REQUIRED WORK |
Once you find the line that contains "impl TransformStage for" in the entries below, give it again along with every following line, unchanged, through the final one.

BEGIN AVAILABLE DATA

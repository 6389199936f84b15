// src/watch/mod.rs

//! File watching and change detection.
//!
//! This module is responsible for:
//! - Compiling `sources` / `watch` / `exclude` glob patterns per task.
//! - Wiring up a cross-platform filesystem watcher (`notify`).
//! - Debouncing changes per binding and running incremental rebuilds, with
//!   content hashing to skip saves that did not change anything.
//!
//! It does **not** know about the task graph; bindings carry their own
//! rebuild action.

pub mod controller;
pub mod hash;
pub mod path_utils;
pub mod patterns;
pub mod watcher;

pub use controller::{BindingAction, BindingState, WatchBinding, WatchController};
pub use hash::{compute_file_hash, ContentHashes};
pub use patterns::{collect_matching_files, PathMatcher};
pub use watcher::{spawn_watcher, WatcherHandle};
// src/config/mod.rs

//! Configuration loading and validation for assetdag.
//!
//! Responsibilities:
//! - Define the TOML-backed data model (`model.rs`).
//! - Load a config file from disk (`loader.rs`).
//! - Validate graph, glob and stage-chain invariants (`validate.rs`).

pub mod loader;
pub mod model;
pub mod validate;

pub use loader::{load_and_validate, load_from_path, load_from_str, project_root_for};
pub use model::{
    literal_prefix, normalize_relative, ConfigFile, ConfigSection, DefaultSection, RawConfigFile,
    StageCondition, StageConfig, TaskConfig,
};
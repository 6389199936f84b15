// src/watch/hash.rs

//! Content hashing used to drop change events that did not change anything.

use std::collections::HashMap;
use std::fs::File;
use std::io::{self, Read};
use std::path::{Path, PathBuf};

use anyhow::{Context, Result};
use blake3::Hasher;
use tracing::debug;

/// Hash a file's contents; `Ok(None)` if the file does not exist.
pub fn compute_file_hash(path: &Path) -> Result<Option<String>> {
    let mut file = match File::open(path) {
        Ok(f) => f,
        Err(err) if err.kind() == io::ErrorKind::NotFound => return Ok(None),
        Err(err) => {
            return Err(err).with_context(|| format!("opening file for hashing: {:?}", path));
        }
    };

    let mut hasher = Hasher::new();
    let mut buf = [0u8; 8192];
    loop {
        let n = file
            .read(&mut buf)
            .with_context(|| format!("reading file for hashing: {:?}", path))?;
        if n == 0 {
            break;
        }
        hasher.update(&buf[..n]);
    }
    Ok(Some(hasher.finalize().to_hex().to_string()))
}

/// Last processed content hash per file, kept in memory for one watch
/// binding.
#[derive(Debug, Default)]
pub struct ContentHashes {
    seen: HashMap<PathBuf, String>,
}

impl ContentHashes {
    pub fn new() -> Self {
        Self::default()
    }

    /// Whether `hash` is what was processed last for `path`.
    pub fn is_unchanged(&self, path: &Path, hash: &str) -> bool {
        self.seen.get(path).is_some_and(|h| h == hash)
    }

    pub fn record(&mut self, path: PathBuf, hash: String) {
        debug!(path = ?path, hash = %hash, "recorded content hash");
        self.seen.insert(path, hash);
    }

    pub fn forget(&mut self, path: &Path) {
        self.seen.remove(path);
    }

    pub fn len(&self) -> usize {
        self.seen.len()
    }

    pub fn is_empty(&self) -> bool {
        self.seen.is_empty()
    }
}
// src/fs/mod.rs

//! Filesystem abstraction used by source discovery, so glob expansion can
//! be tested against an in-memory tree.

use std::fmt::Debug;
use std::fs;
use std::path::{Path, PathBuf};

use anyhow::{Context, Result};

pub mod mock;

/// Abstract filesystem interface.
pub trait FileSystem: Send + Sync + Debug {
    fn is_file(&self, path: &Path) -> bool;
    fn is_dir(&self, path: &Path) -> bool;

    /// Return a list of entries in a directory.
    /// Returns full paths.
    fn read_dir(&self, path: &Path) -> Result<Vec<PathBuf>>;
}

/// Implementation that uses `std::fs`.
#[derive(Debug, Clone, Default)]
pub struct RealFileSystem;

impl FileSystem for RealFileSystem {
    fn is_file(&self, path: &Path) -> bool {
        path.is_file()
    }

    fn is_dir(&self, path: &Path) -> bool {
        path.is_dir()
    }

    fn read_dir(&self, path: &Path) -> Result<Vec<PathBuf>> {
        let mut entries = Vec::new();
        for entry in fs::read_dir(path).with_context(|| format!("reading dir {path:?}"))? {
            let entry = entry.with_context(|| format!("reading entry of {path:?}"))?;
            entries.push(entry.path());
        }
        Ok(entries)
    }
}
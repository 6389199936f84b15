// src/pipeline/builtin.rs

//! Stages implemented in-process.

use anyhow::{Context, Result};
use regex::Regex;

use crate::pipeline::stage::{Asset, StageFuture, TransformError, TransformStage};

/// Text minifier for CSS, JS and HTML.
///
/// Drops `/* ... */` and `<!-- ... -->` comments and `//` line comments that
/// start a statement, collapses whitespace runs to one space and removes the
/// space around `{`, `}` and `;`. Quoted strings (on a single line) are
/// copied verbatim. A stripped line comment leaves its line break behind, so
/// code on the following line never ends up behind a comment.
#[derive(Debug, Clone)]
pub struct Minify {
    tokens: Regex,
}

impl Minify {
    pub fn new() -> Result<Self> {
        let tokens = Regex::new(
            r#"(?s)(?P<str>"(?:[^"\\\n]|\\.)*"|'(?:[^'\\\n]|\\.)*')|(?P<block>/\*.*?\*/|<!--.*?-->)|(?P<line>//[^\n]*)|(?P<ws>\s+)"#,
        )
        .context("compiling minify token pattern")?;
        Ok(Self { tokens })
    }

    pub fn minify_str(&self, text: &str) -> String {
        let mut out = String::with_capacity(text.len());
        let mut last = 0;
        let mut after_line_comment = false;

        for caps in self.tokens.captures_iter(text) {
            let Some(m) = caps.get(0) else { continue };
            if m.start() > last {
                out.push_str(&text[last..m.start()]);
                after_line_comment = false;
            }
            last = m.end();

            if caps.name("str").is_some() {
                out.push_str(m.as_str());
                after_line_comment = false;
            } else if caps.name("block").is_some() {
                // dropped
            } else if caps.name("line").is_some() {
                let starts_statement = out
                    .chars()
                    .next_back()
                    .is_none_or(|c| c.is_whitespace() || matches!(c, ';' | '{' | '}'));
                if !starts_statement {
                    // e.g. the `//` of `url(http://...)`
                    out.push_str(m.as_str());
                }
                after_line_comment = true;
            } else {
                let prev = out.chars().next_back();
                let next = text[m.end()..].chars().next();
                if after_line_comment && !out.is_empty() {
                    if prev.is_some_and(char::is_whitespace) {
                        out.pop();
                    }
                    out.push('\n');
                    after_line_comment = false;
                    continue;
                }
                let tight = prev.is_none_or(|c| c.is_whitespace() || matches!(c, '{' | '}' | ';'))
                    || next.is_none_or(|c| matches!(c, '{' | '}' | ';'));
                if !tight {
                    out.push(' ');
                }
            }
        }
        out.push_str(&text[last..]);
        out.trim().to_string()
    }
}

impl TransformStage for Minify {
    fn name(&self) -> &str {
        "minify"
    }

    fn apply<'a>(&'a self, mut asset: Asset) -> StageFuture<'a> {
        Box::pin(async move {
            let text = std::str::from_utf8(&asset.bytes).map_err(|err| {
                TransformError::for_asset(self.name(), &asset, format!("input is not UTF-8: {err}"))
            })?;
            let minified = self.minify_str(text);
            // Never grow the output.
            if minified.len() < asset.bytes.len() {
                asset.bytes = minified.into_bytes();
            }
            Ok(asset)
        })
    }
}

END AVAILABLE DATA

SOLUTION TO THIS EXERCISE |
impl TransformStage for Minify {
    fn name(&self) -> &str {
        "minify"
    }

    fn apply<'a>(&'a self, mut asset: Asset) -> StageFuture<'a> {
        Box::pin(async move {
            let text = std::str::from_utf8(&asset.bytes).map_err(|err| {
                TransformError::for_asset(self.name(), &asset, format!("input is not UTF-8: {err}"))
            })?;
            let minified = self.minify_str(text);
            // Never grow the output.
            if minified.len() < asset.bytes.len() {
                asset.bytes = minified.into_bytes();
            }
            Ok(asset)
        })
    }
}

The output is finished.